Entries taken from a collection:

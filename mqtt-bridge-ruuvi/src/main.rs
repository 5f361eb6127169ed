//! MQTT bridge for RuuviTag sensors.
//!
//! Reads decoded tag readings as JSON lines and publishes them to MQTT with
//! Home Assistant discovery and availability tracking.

use std::sync::Arc;

use anyhow::{Context, Result};
use clap::Parser;
use sensorbridge_framework::{Announcer, BridgeArgs, BridgeConfig, BridgeRunner};

use mqtt_bridge_ruuvi::announce::RuuviAnnouncer;
use mqtt_bridge_ruuvi::config::RuuviBridgeConfig;
use mqtt_bridge_ruuvi::source::{self, READING_CHANNEL_CAPACITY};
use mqtt_bridge_ruuvi::telemetry::TelemetryPublisher;

/// MQTT bridge for RuuviTag sensors.
#[derive(Parser, Debug)]
#[command(name = "mqtt-bridge-ruuvi")]
#[command(about = "Publishes RuuviTag readings to MQTT with Home Assistant discovery")]
#[command(version)]
struct Args {
    #[command(flatten)]
    bridge: BridgeArgs,

    /// JSON-lines file with decoded readings ("-" for stdin).
    #[arg(long, env = "RUUVI_INPUT", default_value = "-")]
    input: String,
}

#[tokio::main]
async fn main() -> Result<()> {
    let args = Args::parse();

    // Settings come from the environment
    let config = RuuviBridgeConfig::from_env().context("Failed to load settings")?;
    let announcer = RuuviAnnouncer::new(&config);

    if args.bridge.check_config {
        print_check(&config, &announcer);
        return Ok(());
    }

    let mut runner =
        BridgeRunner::new_with_args("ruuvi", config, Arc::new(announcer), Some(&args.bridge))
            .await
            .context("Failed to start bridge")?;

    log_settings(runner.config());

    let (sink, rx) = source::channel(READING_CHANNEL_CAPACITY);
    let telemetry = TelemetryPublisher::new(runner.config(), runner.publisher(), runner.status());
    runner.spawn(telemetry.run(rx));
    runner.spawn_with_error("reading-source".to_string(), source::run_input(args.input, sink));

    // Run until Ctrl+C or SIGTERM (publishes offline on the way out)
    runner.run().await.context("Bridge shutdown failed")?;

    Ok(())
}

fn log_settings(config: &RuuviBridgeConfig) {
    for device in config.devices.iter() {
        tracing::info!(address = %device.address, name = %device.name, "Registered tag");
    }
    tracing::info!(
        host = %config.mqtt.host,
        port = config.mqtt.port,
        prefix = %config.topics.prefix(),
        retain = config.retain,
        qos = ?config.qos,
        min_interval = ?config.min_interval,
        "MQTT settings"
    );
}

fn print_check(config: &RuuviBridgeConfig, announcer: &RuuviAnnouncer) {
    println!("Settings OK");
    println!(
        "MQTT: {}:{}, prefix='{}', retain={}, qos={:?}, min_interval={}s",
        config.mqtt.host,
        config.mqtt.port,
        config.topics.prefix(),
        config.retain,
        config.qos,
        config.min_interval.as_secs()
    );
    println!("Tags:");
    for device in config.devices.iter() {
        println!(" - {} = {}", device.address, device.name);
    }
    println!("Announced on connect:");
    for message in announcer.on_connect() {
        println!("{} {}", message.topic, message.payload_str().unwrap_or_default());
    }
}
//! Settings primitives shared by all bridges.
//!
//! Bridges are configured from environment variables. Every loader takes a
//! lookup function instead of reading `std::env` directly, so a settings
//! record can be built from any key/value source (tests use a `HashMap`).
//! Empty values are treated the same as unset ones.

use std::str::FromStr;

use serde::{Deserialize, Serialize};

use crate::error::{Error, Result};

/// Read a string value, falling back to `default` when unset or empty.
pub fn env_string(lookup: &impl Fn(&str) -> Option<String>, key: &str, default: &str) -> String {
    match lookup(key) {
        Some(value) if !value.trim().is_empty() => value,
        _ => default.to_string(),
    }
}

/// Read and parse a value, falling back to `default` when unset or empty.
pub fn env_parse<T>(lookup: &impl Fn(&str) -> Option<String>, key: &str, default: T) -> Result<T>
where
    T: FromStr,
    T::Err: std::fmt::Display,
{
    match lookup(key) {
        Some(value) if !value.trim().is_empty() => value
            .trim()
            .parse()
            .map_err(|e: T::Err| Error::invalid_value(key, format!("'{}': {}", value, e))),
        _ => Ok(default),
    }
}

/// Read a boolean flag. Accepts `true/false`, `1/0`, `yes/no` and `on/off`.
pub fn env_bool(
    lookup: &impl Fn(&str) -> Option<String>,
    key: &str,
    default: bool,
) -> Result<bool> {
    match lookup(key) {
        Some(value) if !value.trim().is_empty() => match value.trim().to_lowercase().as_str() {
            "true" | "1" | "yes" | "on" => Ok(true),
            "false" | "0" | "no" | "off" => Ok(false),
            other => Err(Error::invalid_value(
                key,
                format!("'{}' is not a boolean", other),
            )),
        },
        _ => Ok(default),
    }
}

/// Parse a JSON5 document (plain JSON is accepted too).
pub fn parse_json5<T: for<'de> Deserialize<'de>>(content: &str) -> Result<T> {
    json5::from_str(content).map_err(|e| Error::Config(format!("Failed to parse JSON5: {}", e)))
}

/// MQTT broker connection settings.
#[derive(Debug, Clone, PartialEq, Eq, Serialize)]
pub struct MqttConfig {
    /// Broker host name or address.
    pub host: String,

    /// Broker TCP port.
    pub port: u16,

    /// User name; credentials are only sent when this is non-empty.
    pub username: String,

    /// Password for `username`.
    #[serde(skip_serializing)]
    pub password: String,

    /// MQTT client identifier.
    pub client_id: String,

    /// Keep-alive interval in seconds.
    pub keep_alive_secs: u64,
}

impl MqttConfig {
    /// Load from `MQTT_HOST`, `MQTT_PORT`, `MQTT_USER`, `MQTT_PASS`,
    /// `MQTT_CLIENT_ID` and `MQTT_KEEP_ALIVE`.
    ///
    /// `client_prefix` seeds the default client id (`<prefix>-<pid>`).
    pub fn from_lookup(
        lookup: &impl Fn(&str) -> Option<String>,
        client_prefix: &str,
    ) -> Result<Self> {
        let default_client_id = format!("{}-{}", client_prefix, std::process::id());

        Ok(Self {
            host: env_string(lookup, "MQTT_HOST", "localhost"),
            port: env_parse(lookup, "MQTT_PORT", 1883)?,
            username: env_string(lookup, "MQTT_USER", ""),
            password: env_string(lookup, "MQTT_PASS", ""),
            client_id: env_string(lookup, "MQTT_CLIENT_ID", &default_client_id),
            keep_alive_secs: env_parse(lookup, "MQTT_KEEP_ALIVE", 60)?,
        })
    }

    /// Whether credentials should be sent on connect.
    pub fn has_credentials(&self) -> bool {
        !self.username.is_empty()
    }
}

/// Payload pair used on every availability topic.
#[derive(Debug, Clone, PartialEq, Eq, Serialize)]
pub struct AvailabilityPayloads {
    pub online: String,
    pub offline: String,
}

impl Default for AvailabilityPayloads {
    fn default() -> Self {
        Self {
            online: "online".to_string(),
            offline: "offline".to_string(),
        }
    }
}

impl AvailabilityPayloads {
    /// Load from `AVAIL_ONLINE` and `AVAIL_OFFLINE`.
    pub fn from_lookup(lookup: &impl Fn(&str) -> Option<String>) -> Self {
        let defaults = Self::default();
        Self {
            online: env_string(lookup, "AVAIL_ONLINE", &defaults.online),
            offline: env_string(lookup, "AVAIL_OFFLINE", &defaults.offline),
        }
    }

    /// Online and offline must be distinguishable by subscribers.
    pub fn validate(&self) -> Result<()> {
        if self.online.is_empty() || self.offline.is_empty() {
            return Err(Error::Config(
                "AVAIL_ONLINE and AVAIL_OFFLINE must not be empty".to_string(),
            ));
        }
        if self.online == self.offline {
            return Err(Error::Config(format!(
                "AVAIL_ONLINE and AVAIL_OFFLINE must differ (both are '{}')",
                self.online
            )));
        }
        Ok(())
    }
}

/// Log output format.
#[derive(Debug, Clone, Copy, Default, PartialEq, Eq, Serialize, Deserialize)]
#[serde(rename_all = "lowercase")]
pub enum LogFormat {
    /// Human-readable text format (default).
    #[default]
    Text,
    /// Structured JSON format.
    Json,
}

impl FromStr for LogFormat {
    type Err = String;

    fn from_str(s: &str) -> std::result::Result<Self, Self::Err> {
        match s.to_lowercase().as_str() {
            "text" => Ok(Self::Text),
            "json" => Ok(Self::Json),
            other => Err(format!("unknown log format '{}', expected 'text' or 'json'", other)),
        }
    }
}

/// Common logging configuration.
#[derive(Debug, Clone, Serialize, Deserialize)]
pub struct LoggingConfig {
    /// Log level: "trace", "debug", "info", "warn", "error".
    pub level: String,

    /// Log output format: "text" or "json".
    pub format: LogFormat,
}

fn default_log_level() -> String {
    "info".to_string()
}

impl Default for LoggingConfig {
    fn default() -> Self {
        Self {
            level: default_log_level(),
            format: LogFormat::default(),
        }
    }
}

impl LoggingConfig {
    /// Load from `LOG_LEVEL` and `LOG_FORMAT`.
    pub fn from_lookup(lookup: &impl Fn(&str) -> Option<String>) -> Result<Self> {
        Ok(Self {
            level: env_string(lookup, "LOG_LEVEL", &default_log_level()),
            format: env_parse(lookup, "LOG_FORMAT", LogFormat::default())?,
        })
    }
}

#[cfg(test)]
mod tests {
    use super::*;
    use std::collections::HashMap;

    fn lookup_from(pairs: &[(&str, &str)]) -> impl Fn(&str) -> Option<String> {
        let map: HashMap<String, String> = pairs
            .iter()
            .map(|(k, v)| (k.to_string(), v.to_string()))
            .collect();
        move |key: &str| map.get(key).cloned()
    }

    #[test]
    fn test_mqtt_defaults() {
        let config = MqttConfig::from_lookup(&lookup_from(&[]), "bridge").unwrap();

        assert_eq!(config.host, "localhost");
        assert_eq!(config.port, 1883);
        assert!(!config.has_credentials());
        assert!(config.client_id.starts_with("bridge-"));
        assert_eq!(config.keep_alive_secs, 60);
    }

    #[test]
    fn test_mqtt_from_values() {
        let lookup = lookup_from(&[
            ("MQTT_HOST", "broker.lan"),
            ("MQTT_PORT", "8883"),
            ("MQTT_USER", "ruuvi"),
            ("MQTT_PASS", "secret"),
            ("MQTT_CLIENT_ID", "sauna"),
        ]);
        let config = MqttConfig::from_lookup(&lookup, "bridge").unwrap();

        assert_eq!(config.host, "broker.lan");
        assert_eq!(config.port, 8883);
        assert!(config.has_credentials());
        assert_eq!(config.client_id, "sauna");
    }

    #[test]
    fn test_password_not_serialized() {
        let lookup = lookup_from(&[("MQTT_USER", "u"), ("MQTT_PASS", "hunter2")]);
        let config = MqttConfig::from_lookup(&lookup, "bridge").unwrap();

        let json = serde_json::to_string(&config).unwrap();
        assert!(!json.contains("hunter2"));
    }

    #[test]
    fn test_invalid_port() {
        let lookup = lookup_from(&[("MQTT_PORT", "not-a-port")]);
        let err = MqttConfig::from_lookup(&lookup, "bridge").unwrap_err();
        assert!(matches!(err, Error::InvalidValue { ref key, .. } if key == "MQTT_PORT"));
    }

    #[test]
    fn test_empty_value_uses_default() {
        let lookup = lookup_from(&[("MQTT_PORT", ""), ("MQTT_HOST", "  ")]);
        let config = MqttConfig::from_lookup(&lookup, "bridge").unwrap();
        assert_eq!(config.port, 1883);
        assert_eq!(config.host, "localhost");
    }

    #[test]
    fn test_env_bool() {
        let lookup = lookup_from(&[("A", "TRUE"), ("B", "no"), ("C", "maybe")]);
        assert!(env_bool(&lookup, "A", false).unwrap());
        assert!(!env_bool(&lookup, "B", true).unwrap());
        assert!(env_bool(&lookup, "C", false).is_err());
        assert!(env_bool(&lookup, "MISSING", true).unwrap());
    }

    #[test]
    fn test_logging_config() {
        let config = LoggingConfig::from_lookup(&lookup_from(&[])).unwrap();
        assert_eq!(config.level, "info");
        assert_eq!(config.format, LogFormat::Text);

        let lookup = lookup_from(&[("LOG_LEVEL", "debug"), ("LOG_FORMAT", "JSON")]);
        let config = LoggingConfig::from_lookup(&lookup).unwrap();
        assert_eq!(config.level, "debug");
        assert_eq!(config.format, LogFormat::Json);

        let lookup = lookup_from(&[("LOG_FORMAT", "xml")]);
        assert!(LoggingConfig::from_lookup(&lookup).is_err());
    }

    #[test]
    fn test_availability_payloads() {
        let payloads = AvailabilityPayloads::from_lookup(&lookup_from(&[]));
        assert_eq!(payloads, AvailabilityPayloads::default());
        assert!(payloads.validate().is_ok());

        let lookup = lookup_from(&[("AVAIL_ONLINE", "up"), ("AVAIL_OFFLINE", "up")]);
        let payloads = AvailabilityPayloads::from_lookup(&lookup);
        assert!(payloads.validate().is_err());
    }

    #[test]
    fn test_parse_json5() {
        let map: HashMap<String, String> =
            parse_json5("{ 'AA:BB:CC:11:22:33': 'sauna', }").unwrap();
        assert_eq!(map.get("AA:BB:CC:11:22:33"), Some(&"sauna".to_string()));

        assert!(parse_json5::<HashMap<String, String>>("{ not json").is_err());
    }
}
//! Rate-limited state publishing.

use std::fmt;
use std::sync::Arc;
use std::time::{Duration, Instant};

use chrono::{DateTime, Local, TimeZone};
use tokio::sync::mpsc;

use sensorbridge_common::{SensorReading, TopicResolver};
use sensorbridge_framework::{ConnectionStatus, Publisher, QoS, RateLimiter};

use crate::config::RuuviBridgeConfig;
use crate::registry::DeviceRegistry;

/// How often the dispatcher logs its counters.
const STATS_INTERVAL: Duration = Duration::from_secs(60);

/// What happened to one reading.
#[derive(Debug, Clone, Copy, PartialEq, Eq)]
pub enum PublishOutcome {
    /// Enqueued on the state topic.
    Published,
    /// Dropped: no broker connection.
    NotConnected,
    /// Dropped: the address is not a registered tag.
    Unregistered,
    /// Dropped: the device published less than the minimum interval ago.
    RateLimited,
    /// The publish call itself failed.
    Failed,
}

/// Reading counters since the last report.
#[derive(Debug, Default, Clone, Copy, PartialEq, Eq)]
pub struct TelemetryStats {
    pub published: u64,
    pub not_connected: u64,
    pub unregistered: u64,
    pub rate_limited: u64,
    pub failed: u64,
}

impl TelemetryStats {
    pub fn record(&mut self, outcome: PublishOutcome) {
        match outcome {
            PublishOutcome::Published => self.published += 1,
            PublishOutcome::NotConnected => self.not_connected += 1,
            PublishOutcome::Unregistered => self.unregistered += 1,
            PublishOutcome::RateLimited => self.rate_limited += 1,
            PublishOutcome::Failed => self.failed += 1,
        }
    }

    pub fn total(&self) -> u64 {
        self.published + self.not_connected + self.unregistered + self.rate_limited + self.failed
    }
}

/// Publishes readings of registered devices to their state topics, at most
/// once per interval per device, and only while connected.
pub struct TelemetryPublisher {
    publisher: Publisher,
    status: ConnectionStatus,
    devices: Arc<DeviceRegistry>,
    topics: TopicResolver,
    limiter: RateLimiter,
    qos: QoS,
    retain: bool,
}

impl fmt::Debug for TelemetryPublisher {
    fn fmt(&self, f: &mut fmt::Formatter<'_>) -> fmt::Result {
        f.debug_struct("TelemetryPublisher")
            .field("prefix", &self.topics.prefix())
            .field("interval", &self.limiter.interval())
            .field("qos", &self.qos)
            .field("retain", &self.retain)
            .finish_non_exhaustive()
    }
}

impl TelemetryPublisher {
    pub fn new(config: &RuuviBridgeConfig, publisher: Publisher, status: ConnectionStatus) -> Self {
        Self {
            publisher,
            status,
            devices: config.devices.clone(),
            topics: config.topics.clone(),
            limiter: RateLimiter::new(config.min_interval),
            qos: config.qos,
            retain: config.retain,
        }
    }

    /// Handle a reading arriving now.
    pub fn handle(&self, reading: &SensorReading) -> PublishOutcome {
        self.handle_at(reading, Instant::now(), &Local::now())
    }

    /// Handle a reading arriving at `now`, stamped with `time`.
    pub fn handle_at<Tz>(
        &self,
        reading: &SensorReading,
        now: Instant,
        time: &DateTime<Tz>,
    ) -> PublishOutcome
    where
        Tz: TimeZone,
        Tz::Offset: fmt::Display,
    {
        if !self.status.is_connected() {
            tracing::trace!(address = %reading.address, "Not connected, dropping reading");
            return PublishOutcome::NotConnected;
        }

        // Only registered tags get a topic and a limiter slot.
        let Some(device) = self.devices.get(&reading.address) else {
            tracing::trace!(address = %reading.address, "Unregistered tag, dropping reading");
            return PublishOutcome::Unregistered;
        };

        // Accepting records the timestamp, so a failed publish still
        // consumes the interval.
        if !self.limiter.try_acquire(&device.id, now) {
            tracing::trace!(device = %device.name, "Within minimum interval, dropping reading");
            return PublishOutcome::RateLimited;
        }

        let topic = self.topics.state_topic(&device.name);
        let payload = reading.state_payload(&device.name, time);

        match self.publisher.publish_json(&topic, &payload, self.qos, self.retain) {
            Ok(()) => {
                tracing::debug!(topic = %topic, "Published reading");
                PublishOutcome::Published
            }
            Err(e) => {
                tracing::warn!(topic = %topic, error = %e, "MQTT publish failed");
                PublishOutcome::Failed
            }
        }
    }

    /// Dispatch readings until the channel closes.
    pub async fn run(self, mut rx: mpsc::Receiver<SensorReading>) {
        let mut stats = TelemetryStats::default();
        let mut ticker =
            tokio::time::interval_at(tokio::time::Instant::now() + STATS_INTERVAL, STATS_INTERVAL);

        loop {
            tokio::select! {
                reading = rx.recv() => match reading {
                    Some(reading) => stats.record(self.handle(&reading)),
                    None => break,
                },
                _ = ticker.tick() => {
                    if stats.total() > 0 {
                        tracing::info!(
                            published = stats.published,
                            rate_limited = stats.rate_limited,
                            not_connected = stats.not_connected,
                            unregistered = stats.unregistered,
                            failed = stats.failed,
                            "Readings in the last minute"
                        );
                    }
                    stats = TelemetryStats::default();
                }
            }
        }

        tracing::info!("Reading channel closed, telemetry dispatcher stopped");
    }
}

#[cfg(test)]
mod tests {
    use super::*;
    use sensorbridge_framework::{Announcer, Availability, BridgeConfig, Lifecycle, MemoryPublisher};

    struct Silent;

    impl Announcer for Silent {
        fn on_connect(&self) -> Vec<sensorbridge_framework::OutboundMessage> {
            Vec::new()
        }

        fn on_shutdown(&self) -> Vec<sensorbridge_framework::OutboundMessage> {
            Vec::new()
        }
    }

    fn connected_publisher() -> (Arc<MemoryPublisher>, Lifecycle, TelemetryPublisher) {
        let config = RuuviBridgeConfig::load_from(&|key: &str| {
            (key == "RUUVI_TAGS").then(|| r#"{"AA:BB:CC:11:22:33": "sauna"}"#.to_string())
        })
        .unwrap();
        let memory = Arc::new(MemoryPublisher::new());
        let publisher = Publisher::new(memory.clone());
        let bridge = Availability::bridge(config.topics(), config.availability().clone());
        let lifecycle = Lifecycle::new(publisher.clone(), bridge, Arc::new(Silent));
        let telemetry = TelemetryPublisher::new(&config, publisher, lifecycle.status());

        lifecycle.connecting();
        lifecycle.connected();
        memory.clear();
        (memory, lifecycle, telemetry)
    }

    #[test]
    fn test_unregistered_readings_leave_no_trace() {
        let (memory, _lifecycle, telemetry) = connected_publisher();
        let now = Instant::now();
        let time = Local::now();

        for i in 0..500u32 {
            let address = format!("FF:FF:{:02X}:{:02X}:00:00", i >> 8, i & 0xff);
            let reading = SensorReading::new(address.as_str()).with_field("temperature", 1.0);
            assert_eq!(
                telemetry.handle_at(&reading, now, &time),
                PublishOutcome::Unregistered
            );
            let id = sensorbridge_common::device_id_from_address(&address);
            assert!(telemetry.limiter.last_accepted(&id).is_none());
        }
        assert!(memory.messages().is_empty());

        let registered = SensorReading::new("AA:BB:CC:11:22:33").with_field("temperature", 1.0);
        assert_eq!(
            telemetry.handle_at(&registered, now, &time),
            PublishOutcome::Published
        );
        assert_eq!(memory.messages_on("ruuvi/sauna/json").len(), 1);
    }

    #[test]
    fn test_stats_record() {
        let mut stats = TelemetryStats::default();
        stats.record(PublishOutcome::Published);
        stats.record(PublishOutcome::RateLimited);
        stats.record(PublishOutcome::RateLimited);
        stats.record(PublishOutcome::NotConnected);
        stats.record(PublishOutcome::Unregistered);

        assert_eq!(stats.published, 1);
        assert_eq!(stats.rate_limited, 2);
        assert_eq!(stats.not_connected, 1);
        assert_eq!(stats.unregistered, 1);
        assert_eq!(stats.failed, 0);
        assert_eq!(stats.total(), 5);
    }
}
//! Home Assistant MQTT discovery documents.
//!
//! Every registered tag is announced as one device with four sensor
//! entities. Documents are retained on
//! `<discovery_prefix>/sensor/ruuvi_<device_id>_<field>/config`, so
//! republishing them overwrites the previous announcement instead of
//! creating new entities.

use serde::Serialize;

use sensorbridge_common::{AvailabilityPayloads, TopicResolver};
use sensorbridge_framework::{OutboundMessage, QoS, Result};

use crate::registry::{Device, DeviceRegistry};

/// Prefix of every unique id and device identifier.
pub const UNIQUE_ID_PREFIX: &str = "ruuvi";

const MANUFACTURER: &str = "Ruuvi Innovations";
const MODEL: &str = "RuuviTag";

/// One announced sensor field.
#[derive(Debug, Clone, Copy, PartialEq, Eq)]
pub struct SensorField {
    /// Key in the JSON state payload.
    pub key: &'static str,
    /// Appended to the device name to form the entity name.
    pub label: &'static str,
    pub unit: &'static str,
    pub device_class: &'static str,
    pub state_class: &'static str,
}

/// The fields announced for every tag.
pub const SENSOR_FIELDS: [SensorField; 4] = [
    SensorField {
        key: "temperature",
        label: "Temperature",
        unit: "°C",
        device_class: "temperature",
        state_class: "measurement",
    },
    SensorField {
        key: "humidity",
        label: "Humidity",
        unit: "%",
        device_class: "humidity",
        state_class: "measurement",
    },
    SensorField {
        key: "pressure",
        label: "Pressure",
        unit: "hPa",
        device_class: "pressure",
        state_class: "measurement",
    },
    SensorField {
        key: "battery",
        label: "Battery",
        unit: "mV",
        device_class: "voltage",
        state_class: "measurement",
    },
];

impl SensorField {
    /// Template extracting this field from the state payload.
    pub fn value_template(&self) -> String {
        format!("{{{{ value_json.{} }}}}", self.key)
    }
}

/// Device block shared by the entities of one tag.
#[derive(Debug, Clone, PartialEq, Eq, Serialize)]
pub struct DeviceDescriptor {
    pub identifiers: Vec<String>,
    pub name: String,
    pub manufacturer: String,
    pub model: String,
}

/// A sensor entity configuration document.
#[derive(Debug, Clone, PartialEq, Eq, Serialize)]
pub struct DiscoveryDocument {
    pub name: String,
    pub unique_id: String,
    pub state_topic: String,
    pub value_template: String,
    pub unit_of_measurement: String,
    pub device_class: String,
    pub state_class: String,
    pub availability_topic: String,
    pub payload_available: String,
    pub payload_not_available: String,
    pub device: DeviceDescriptor,
}

/// Builds discovery documents from the bridge settings.
#[derive(Debug, Clone)]
pub struct DiscoveryGenerator {
    topics: TopicResolver,
    discovery_prefix: String,
    availability: AvailabilityPayloads,
}

impl DiscoveryGenerator {
    pub fn new(
        topics: TopicResolver,
        discovery_prefix: impl Into<String>,
        availability: AvailabilityPayloads,
    ) -> Self {
        Self {
            topics,
            discovery_prefix: discovery_prefix.into(),
            availability,
        }
    }

    /// `ruuvi_<device_id>_<field>`.
    pub fn unique_id(device: &Device, field: &SensorField) -> String {
        format!("{}_{}_{}", UNIQUE_ID_PREFIX, device.id, field.key)
    }

    /// Where the document for `unique_id` is retained.
    pub fn config_topic(&self, unique_id: &str) -> String {
        format!("{}/sensor/{}/config", self.discovery_prefix, unique_id)
    }

    pub fn descriptor(device: &Device) -> DeviceDescriptor {
        DeviceDescriptor {
            identifiers: vec![format!("{}_{}", UNIQUE_ID_PREFIX, device.id)],
            name: format!("RuuviTag {}", device.name),
            manufacturer: MANUFACTURER.to_string(),
            model: MODEL.to_string(),
        }
    }

    pub fn document(&self, device: &Device, field: &SensorField) -> DiscoveryDocument {
        let topics = self.topics.device(&device.name);

        DiscoveryDocument {
            name: format!("{} {}", device.name, field.label),
            unique_id: Self::unique_id(device, field),
            state_topic: topics.state,
            value_template: field.value_template(),
            unit_of_measurement: field.unit.to_string(),
            device_class: field.device_class.to_string(),
            state_class: field.state_class.to_string(),
            availability_topic: topics.availability,
            payload_available: self.availability.online.clone(),
            payload_not_available: self.availability.offline.clone(),
            device: Self::descriptor(device),
        }
    }

    /// The four retained QoS 1 messages of one device.
    pub fn device_messages(&self, device: &Device) -> Result<Vec<OutboundMessage>> {
        SENSOR_FIELDS
            .iter()
            .map(|field| {
                let document = self.document(device, field);
                let topic = self.config_topic(&document.unique_id);
                OutboundMessage::json(topic, &document, QoS::AtLeastOnce, true)
            })
            .collect()
    }

    /// Messages for every registered device, in registry order.
    ///
    /// A device whose documents cannot be serialized is logged and skipped.
    pub fn messages(&self, registry: &DeviceRegistry) -> Vec<OutboundMessage> {
        let mut messages = Vec::with_capacity(registry.len() * SENSOR_FIELDS.len());

        for device in registry.iter() {
            match self.device_messages(device) {
                Ok(device_messages) => messages.extend(device_messages),
                Err(e) => {
                    tracing::warn!(device = %device.address, error = %e, "Failed to build discovery documents");
                }
            }
        }

        messages
    }
}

**Work request:** Among the lines above, which ones include the word "ConnectionStatus"? Copy them.

**Response to the task:**
use sensorbridge_framework::{ConnectionStatus, Publisher, QoS, RateLimiter};
    status: ConnectionStatus,
    pub fn new(config: &RuuviBridgeConfig, publisher: Publisher, status: ConnectionStatus) -> Self {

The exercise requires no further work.